I’ve done my fair share of industrial farmer bashing. But, I have come to believe that the planetary damage caused by agriculture is as much a product of consumerism as it is the evils of large farm operations. If that’s the case, should more of our energy be directed into consumer education rather than protest of agribusiness? Shouldn’t as much effort go into telling consumers to stop buying crappy food as in telling farmers to stop tilling the soil?

Yesterday, I listened to a podcast that featured a British economist, a British environmentalist, and Wendell Berry. As I digested what they all were saying, my thoughts evolved about the power of agribusiness companies, the power of farmers, and the power of purchasing consumers. Listening to the discussion caused me to see those three powers on a triangular balancing scale of sorts and I contemplated which was “heavier.”

I came away not thinking about the limits of growth, which was a primary theme of the podcast. The interviews spurred me to hone my thoughts more about these three respective powers of influence.

Compared to the other two, the power of the farmer is limited at best. Many farmers would say they are essentially powerless to define what food we eat, often describing their feelings of being trapped.

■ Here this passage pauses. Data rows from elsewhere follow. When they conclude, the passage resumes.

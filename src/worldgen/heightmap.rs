use noise::{NoiseFn, Perlin};
use rand::RngCore;

use crate::hex::HexPoint;

/// Amplitudes of the four stacked noise layers.
const LAYER_AMPLITUDES: [f64; 4] = [1.0, 0.5, 0.25, 0.125];

/// Frequency multiplier of each layer relative to the base octave count.
const LAYER_FREQUENCIES: [f64; 4] = [1.0, 2.0, 4.0, 8.0];

/// A scalar field over the grid, normalized to [0, 1].
///
/// Built from four Perlin layers at doubling frequencies. The exact noise
/// values are not a contract; only the statistical shape and the threshold
/// behavior below are.
#[derive(Debug, Clone)]
pub struct HeightMap {
    width: i32,
    height: i32,
    values: Vec<f64>,
}

impl HeightMap {
    pub fn new(width: i32, height: i32, octaves: u32, rng: &mut dyn RngCore) -> Self {
        let perlin = Perlin::new(rng.next_u32());
        let base_frequency = octaves as f64;

        let mut values = Vec::with_capacity((width * height) as usize);
        for y in 0..height {
            for x in 0..width {
                let nx = x as f64 / width as f64;
                let ny = y as f64 / height as f64;

                let mut value = 0.0;
                for (amplitude, frequency) in LAYER_AMPLITUDES.iter().zip(LAYER_FREQUENCIES) {
                    let f = base_frequency * frequency;
                    value += amplitude * perlin.get([nx * f, ny * f]);
                }

                values.push(value.abs());
            }
        }

        let mut map = HeightMap {
            width,
            height,
            values,
        };
        map.normalize();
        map
    }

    #[cfg(test)]
    fn from_values(width: i32, height: i32, values: Vec<f64>) -> Self {
        HeightMap {
            width,
            height,
            values,
        }
    }

    pub fn width(&self) -> i32 {
        self.width
    }

    pub fn height(&self) -> i32 {
        self.height
    }

    /// Value at a grid point. Out-of-range points read as 0.0.
    pub fn at(&self, point: HexPoint) -> f64 {
        if point.x < 0 || point.x >= self.width || point.y < 0 || point.y >= self.height {
            return 0.0;
        }
        self.values[(point.y * self.width + point.x) as usize]
    }

    /// Min-max rescale to [0, 1]. A flat field becomes all zeros instead of
    /// dividing by zero.
    fn normalize(&mut self) {
        let mut min = f64::INFINITY;
        let mut max = f64::NEG_INFINITY;
        for &value in &self.values {
            min = min.min(value);
            max = max.max(value);
        }

        let span = max - min;
        if span <= f64::EPSILON {
            for value in &mut self.values {
                *value = 0.0;
            }
            return;
        }

        for value in &mut self.values {
            *value = (*value - min) / span;
        }
    }

    /// The value such that roughly `fraction` of all cells lie above it.
    /// Monotonic: a larger fraction never yields a larger threshold.
    pub fn threshold_above(&self, fraction: f64) -> f64 {
        let mut sorted = self.values.clone();
        sorted.sort_by(|a, b| b.total_cmp(a));

        let index = ((sorted.len() as f64 * fraction) as usize).min(sorted.len() - 1);
        sorted[index]
    }
}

Yet, when I consider the purchasing consumer and their impact on the food we eat, I see a different force. I believe consumers far outweigh the other two influences on food choices.

I’m not taking a position denying the power of Bayer or Monsanto or the American Dairy Association – the latter of which is far more powerful than people realize. Associations, such as the ADA, spend hundreds of millions of dollars to position their products to the consumer. Remember the “Got Milk” campaign? Chemical and seed companies realized just how little influence they have over consumer purchasing so they worked their efforts through regulation and controlling the governing bodies that provide oversight for agriculture.

Notwithstanding successful public relations campaigns, even the almighty ADA is not as powerful as consumers choosing to buy one thing and not another. Yes, consumers can be influenced. Billions of dollars of advertising revenue is testament to that. Yet farmers, ag companies, and associations cannot force a consumer to spend their income on one kind of food over another.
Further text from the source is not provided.